Nuclear weapons, House Foreign Affairs Committee passes Resolution for global disarmament
Senzatomica and Rete Pace Disarmo: “Positive step, now Italy must participate in Vienna Conference”
“We are satisfied with this historic result in favour of Italy’s commitment to nuclear disarmament”. Senzatomica and the Italian Network for Peace and Disarmament express their satisfaction with today’s vote in the Foreign Affairs Committee of the Chamber of Deputies, which expresses indications for the government to take concrete steps towards nuclear disarmament and the contents of the Treaty on the Prohibition of Nuclear Weapons (TPNW). The resolution emphasises that nuclear weapons still pose a serious threat to humanity today and that it is therefore essential to continue efforts to reduce them with the goal of their definitive elimination.
With the document, first signed by Laura Boldrini (but also signed by MPs Delrio, De Micheli, Fassino, La Marca, Palazzotto, Quartapelle Procopio, Ehm, Migliore and Emiliozzi), Parliament provides the government with clear requests and feasible indications to pursue concrete paths towards global and definitive nuclear disarmament: an objective that all recent Italian governments have confirmed as a priority.
After a debate lasting a few weeks, a text was approved that not only calls for nuclear disarmament in general, but also indicates to the government how it can be achieved within the framework of the path identified by the TPNW Treaty, which arose from the ‘Humanitarian Initiative’ of international civil society. Even if Italy has so far decided, like all NATO allies, to remain outside the path that is involving dozens of countries around the world, it is important to have a convergence with the practical and concrete contents proposed by the Treaty and a positive debate with all the states that are putting nuclear disarmament at the centre of their political action.
Italy can and must deploy the best part of its resources to build nuclear disarmament, as underlined in the operative part of the Resolution, which commits the Government “to continue to evaluate, in this context, compatibly with the obligations undertaken in the Atlantic Alliance and with the orientation of the other Allies, possible actions to approach the contents of the TPNW Treaty, in particular with regard to actions of ‘Assistance to victims and environmental rehabilitation’ considering Italy’s great humanitarian tradition and as provided for in Article VI of the same Treaty”.

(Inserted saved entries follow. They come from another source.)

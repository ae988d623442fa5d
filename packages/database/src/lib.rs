#![cfg_attr(feature = "fail-on-warnings", deny(warnings))]
#![warn(clippy::all, clippy::pedantic, clippy::nursery, clippy::cargo)]
#![allow(clippy::multiple_crate_versions)]

//! Database connection, queries, and migrations for the pine beetle
//! pipeline.
//!
//! Uses `switchy_database` for parameterized raw SQL and `switchy_schema`
//! for embedded SQL migrations. Every pipeline write goes through an
//! upsert-merge keyed on `(year, state, geography, endobrev)` so stages can
//! enrich the same row across independent runs without clobbering each
//! other's fields.

pub mod db;
pub mod merges;
pub mod queries;

use include_dir::{Dir, include_dir};
use switchy_database::Database;
use switchy_schema::discovery::embedded::EmbeddedMigrationSource;
use switchy_schema::runner::MigrationRunner;

/// Embedded SQL migrations from the `migrations/` directory.
static MIGRATIONS_DIR: Dir<'_> = include_dir!("$CARGO_MANIFEST_DIR/../../migrations");

/// Maximum number of parameters `PostgreSQL` allows per statement; bulk
/// upserts are chunked to stay under it.
pub const PG_MAX_PARAMS: usize = 65_535;

/// Errors that can occur during database operations.
#[derive(Debug, thiserror::Error)]
pub enum DbError {
    /// Database query error.
    #[error("Database error: {0}")]
    Database(#[from] switchy_database::DatabaseError),

    /// Migration error.
    #[error("Migration error: {0}")]
    Migration(#[from] switchy_schema::MigrationError),

    /// Data conversion error.
    #[error("Data conversion error: {message}")]
    Conversion {
        /// Description of what went wrong.
        message: String,
    },
}

/// Runs all pending database migrations.
///
/// # Errors
///
/// Returns [`DbError`] if any migration fails to apply.
pub async fn run_migrations(db: &dyn Database) -> Result<(), DbError> {
    let source = EmbeddedMigrationSource::new(&MIGRATIONS_DIR);
    let runner = MigrationRunner::new(Box::new(source));
    runner.run(db).await?;
    log::info!("Database migrations completed successfully");
    Ok(())
}
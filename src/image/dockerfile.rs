//! Dockerfile instructions and rendering

use std::fmt::{self, Write as _};

/// Supported Dockerfile instructions
#[derive(Debug, Clone, PartialEq, Eq)]
pub enum Instruction {
    From { image: String, alias: String },
    Env { key: String, value: String },
    Workdir(String),
    Run(String),
    Copy { src: Vec<String>, dest: String },
    Expose(u16),
    /// Exec form: `CMD ["prog", "arg"]`
    Cmd(Vec<String>),
}

impl fmt::Display for Instruction {
    fn fmt(&self, f: &mut fmt::Formatter<'_>) -> fmt::Result {
        match self {
            Instruction::From { image, alias } => write!(f, "FROM {} AS {}", image, alias),
            Instruction::Env { key, value } => write!(f, "ENV {}={}", key, value),
            Instruction::Workdir(dir) => write!(f, "WORKDIR {}", dir),
            Instruction::Run(script) => write!(f, "RUN {}", script),
            Instruction::Copy { src, dest } => write!(f, "COPY {} {}", src.join(" "), dest),
            Instruction::Expose(port) => write!(f, "EXPOSE {}", port),
            Instruction::Cmd(argv) => {
                let quoted: Vec<String> = argv
                    .iter()
                    .map(|a| serde_json::Value::String(a.clone()).to_string())
                    .collect();
                write!(f, "CMD [{}]", quoted.join(", "))
            }
        }
    }
}

/// A named build stage
#[derive(Debug, Clone)]
pub struct BuildStage {
    pub name: String,
    pub instructions: Vec<Instruction>,
}

impl BuildStage {
    pub fn from(parent: &str, name: &str) -> Self {
        Self {
            name: name.to_string(),
            instructions: vec![Instruction::From {
                image: parent.to_string(),
                alias: name.to_string(),
            }],
        }
    }

    pub fn push(mut self, instruction: Instruction) -> Self {
        self.instructions.push(instruction);
        self
    }

    pub fn env(self, key: &str, value: &str) -> Self {
        self.push(Instruction::Env {
            key: key.to_string(),
            value: value.to_string(),
        })
    }

    pub fn run(self, script: &str) -> Self {
        self.push(Instruction::Run(script.to_string()))
    }

    pub fn copy(self, src: &[&str], dest: &str) -> Self {
        self.push(Instruction::Copy {
            src: src.iter().map(|s| s.to_string()).collect(),
            dest: dest.to_string(),
        })
    }

    pub fn cmd(self, argv: &[&str]) -> Self {
        self.push(Instruction::Cmd(argv.iter().map(|s| s.to_string()).collect()))
    }
}

/// Multi-stage Dockerfile
#[derive(Debug, Clone, Default)]
pub struct Dockerfile {
    pub stages: Vec<BuildStage>,
}

impl Dockerfile {
    #[cfg(test)]
    pub fn stage(&self, name: &str) -> Option<&BuildStage> {
        self.stages.iter().find(|s| s.name == name)
    }

    pub fn render(&self) -> String {
        let mut out = String::new();
        for (i, stage) in self.stages.iter().enumerate() {
            if i > 0 {
                out.push('\n');
            }
            for instruction in &stage.instructions {
                // writing to a String cannot fail
                let _ = writeln!(out, "{}", instruction);
            }
        }
        out
    }
}

#[cfg(test)]
mod tests {
    use super::*;

    #[test]
    fn test_render_instructions() {
        let stage = BuildStage::from("python:3.12-slim", "base")
            .env("PYTHONUNBUFFERED", "1")
            .copy(&["Pipfile", "Pipfile.lock"], "./")
            .push(Instruction::Expose(8000))
            .cmd(&["uvicorn", "src.main:app"]);
        let text = Dockerfile { stages: vec![stage] }.render();
        assert_eq!(
            text,
            "FROM python:3.12-slim AS base\n\
             ENV PYTHONUNBUFFERED=1\n\
             COPY Pipfile Pipfile.lock ./\n\
             EXPOSE 8000\n\
             CMD [\"uvicorn\", \"src.main:app\"]\n"
        );
    }

    #[test]
    fn test_stages_are_separated() {
        let file = Dockerfile {
            stages: vec![
                BuildStage::from("python:3.12-slim", "base"),
                BuildStage::from("base", "development"),
            ],
        };
        assert_eq!(
            file.render(),
            "FROM python:3.12-slim AS base\n\nFROM base AS development\n"
        );
        assert!(file.stage("development").is_some());
        assert!(file.stage("production").is_none());
    }
}
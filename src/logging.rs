//! Diagnostic logging
//!
//! Logs go to stderr; stdout carries only task reports.

use tracing_subscriber::prelude::*;
use tracing_subscriber::{fmt, EnvFilter};

/// Install the global subscriber. `RUST_LOG` wins over `verbose`.
pub fn init(verbose: bool) -> anyhow::Result<()> {
    let default_level = if verbose { "debug" } else { "info" };
    let filter = EnvFilter::try_from_default_env().unwrap_or_else(|_| EnvFilter::new(default_level));

    let fmt_layer = fmt::layer()
        .with_writer(std::io::stderr)
        .with_target(false)
        .with_level(true)
        .compact();

    tracing_subscriber::registry()
        .with(filter)
        .with(fmt_layer)
        .try_init()
        .map_err(|e| anyhow::anyhow!("Failed to init logging: {}", e))?;

    Ok(())
}
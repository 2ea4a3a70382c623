//! Output formatting

use crate::output::human::format_human;
use crate::output::json::format_json;
use crate::tasks::TaskReport;

#[derive(Debug, Clone, Copy, PartialEq, Eq)]
pub enum OutputFormat {
    Human,
    Json,
}

pub fn format_output(report: &TaskReport, format: &OutputFormat) -> String {
    match format {
        OutputFormat::Human => format_human(report),
        OutputFormat::Json => format_json(report),
    }
}
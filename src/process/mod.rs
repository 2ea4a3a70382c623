//! External process execution
//!
//! Every task is a sequence of [`ToolCommand`]s handed to a [`ProcessRunner`].
//! The system runner spawns real processes, the dry-run runner only logs what
//! would happen.

mod dry_run;
mod system;

#[cfg(test)]
pub(crate) mod recording;

pub use dry_run::DryRunner;
pub use system::SystemRunner;

use std::path::{Path, PathBuf};

use crate::error::Result;

/// A single external tool invocation
#[derive(Debug, Clone, PartialEq, Eq)]
pub struct ToolCommand {
    pub program: String,
    pub args: Vec<String>,
    pub envs: Vec<(String, String)>,
    pub cwd: Option<PathBuf>,
    pub stdin: Option<String>,
    /// Long-running interactive process (server, shell) owning the terminal
    pub foreground: bool,
}

impl ToolCommand {
    pub fn new(program: impl Into<String>) -> Self {
        Self {
            program: program.into(),
            args: Vec::new(),
            envs: Vec::new(),
            cwd: None,
            stdin: None,
            foreground: false,
        }
    }

    pub fn arg(mut self, arg: impl Into<String>) -> Self {
        self.args.push(arg.into());
        self
    }

    pub fn args<I, S>(mut self, args: I) -> Self
    where
        I: IntoIterator<Item = S>,
        S: Into<String>,
    {
        self.args.extend(args.into_iter().map(Into::into));
        self
    }

    pub fn env(mut self, key: impl Into<String>, value: impl Into<String>) -> Self {
        self.envs.push((key.into(), value.into()));
        self
    }

    pub fn current_dir(mut self, dir: &Path) -> Self {
        self.cwd = Some(dir.to_path_buf());
        self
    }

    pub fn stdin(mut self, input: impl Into<String>) -> Self {
        self.stdin = Some(input.into());
        self
    }

    pub fn foreground(mut self) -> Self {
        self.foreground = true;
        self
    }

    /// Shell-like rendering used in reports and logs
    pub fn display(&self) -> String {
        let mut parts: Vec<String> = self
            .envs
            .iter()
            .map(|(k, v)| format!("{}={}", k, quote(v)))
            .collect();
        parts.push(quote(&self.program));
        parts.extend(self.args.iter().map(|a| quote(a)));
        let mut line = parts.join(" ");
        if self.stdin.is_some() {
            line.push_str(" <<stdin");
        }
        line
    }
}

fn quote(s: &str) -> String {
    if !s.is_empty() && s.chars().all(|c| c.is_ascii_alphanumeric() || "-_./:=@%+,".contains(c)) {
        s.to_string()
    } else {
        format!("'{}'", s.replace('\'', "'\\''"))
    }
}

/// Executes tool commands and reports their exit codes
pub trait ProcessRunner {
    /// Run with inherited stdio and wait for the exit code
    fn run(&mut self, cmd: &ToolCommand) -> Result<i32>;

    /// Run silently (no output reaches the operator) and wait for the exit code
    fn probe(&mut self, cmd: &ToolCommand) -> Result<i32>;

    /// True when nothing is actually executed
    fn is_dry_run(&self) -> bool {
        false
    }
}
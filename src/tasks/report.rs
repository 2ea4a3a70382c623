//! Task reports

use chrono::{DateTime, Utc};
use serde::{Deserialize, Serialize};

/// What happened to a single step of a task
#[derive(Debug, Clone, PartialEq, Eq, Serialize, Deserialize)]
#[serde(tag = "status", rename_all = "snake_case")]
pub enum StepStatus {
    Succeeded,
    Failed { code: i32 },
    /// Failed, but the failure is expected and ignored (e.g. nothing to stop)
    Tolerated { code: i32 },
    /// Not executed: an earlier step failed, or there was nothing to do
    Skipped,
    /// Dry-run: would have been executed
    Planned,
}

#[derive(Debug, Clone, Serialize, Deserialize)]
pub struct StepOutcome {
    pub step: String,
    pub command: String,
    #[serde(flatten)]
    pub status: StepStatus,
}

/// Outcome of one task invocation
#[derive(Debug, Clone, Serialize, Deserialize)]
pub struct TaskReport {
    pub task: String,
    pub dry_run: bool,
    pub success: bool,
    pub steps: Vec<StepOutcome>,
    #[serde(skip_serializing_if = "Vec::is_empty", default)]
    pub details: Vec<String>,
    #[serde(skip_serializing_if = "Option::is_none")]
    pub message: Option<String>,
    /// Raw payload printed verbatim in human mode (e.g. a rendered Dockerfile)
    #[serde(skip_serializing_if = "Option::is_none")]
    pub output: Option<String>,
    #[serde(skip_serializing_if = "Option::is_none")]
    pub reclaimed_bytes: Option<u64>,
    #[serde(skip_serializing_if = "Option::is_none")]
    pub error: Option<String>,
    pub started_at: DateTime<Utc>,
    #[serde(skip_serializing_if = "Option::is_none")]
    pub finished_at: Option<DateTime<Utc>>,
}

impl TaskReport {
    pub fn new(task: &str, dry_run: bool) -> Self {
        Self {
            task: task.to_string(),
            dry_run,
            success: false,
            steps: Vec::new(),
            details: Vec::new(),
            message: None,
            output: None,
            reclaimed_bytes: None,
            error: None,
            started_at: Utc::now(),
            finished_at: None,
        }
    }

    pub fn push(&mut self, step: &str, command: String, status: StepStatus) {
        self.steps.push(StepOutcome {
            step: step.to_string(),
            command,
            status,
        });
    }

    pub fn add_reclaimed(&mut self, bytes: u64) {
        *self.reclaimed_bytes.get_or_insert(0) += bytes;
    }

    #[cfg(test)]
    pub fn step(&self, name: &str) -> Option<&StepOutcome> {
        self.steps.iter().find(|s| s.step == name)
    }
}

“As long as there are nuclear weapons, there will always be a risk that they will be used,” says Daniele Santi, President of Senzatomica. “The declarations of Russian governance regarding the war in Ukraine have unequivocally shown the true face of nuclear deterrence as an instrument of blackmail that places humanity on the brink of catastrophe. The only way to prevent their use is their total elimination and to achieve this there is now an instrument: the Treaty on the Prohibition of Nuclear Weapons (TPNW). Never before has it been so necessary to pursue a policy of nuclear disarmament and de-escalation of conflicts between the superpowers. There are almost 13,000 nuclear warheads in the world, 40 of which are on Italian territory. We have reached a crucial point in the efforts to abolish nuclear weapons, a goal longed for by many generations around the world starting with the hibakusha, the victims of the Hiroshima and Nagasaki bombings. The TPNW is indispensable to protect the peace of humanity as a whole“.
“Only by remembering our humanity and deciding on a serious and concrete path of global nuclear disarmament will the world be able to stop basing an ephemeral idea of security on the possibility of destroying entire cities and millions of people in a few minutes” emphasises Lisa Clark, responsible for nuclear disarmament at the Italian Peace and Disarmament Network and coordinator of Mayors for Peace in Italy.
The opportunity to achieve this result is represented by the First Conference of the States Parties to the Treaty on the Prohibition of Nuclear Weapons (TPNW) to be held in Vienna from 21 to 23 June. The ‘Italy, think again’ campaign supported by Senzatomica and the Italian Network for Peace and Disarmament (Italian partner organisations of ICAN, the international campaign for the prohibition of nuclear weapons that won the Nobel Prize in 2017) calls on the government to make a decision along these lines, echoing the vote of the Foreign Affairs Committee of the Chamber of Deputies, which commits the cabinet to “consider, in consultation with the Allies, the possibility of participating as an ‘observer country’ at the First Meeting of States Parties to the Treaty on the Prohibition of Nuclear Weapons (TPNW) (… ) taking into account the participation of the Governments of NATO countries, such as Norway and Germany”.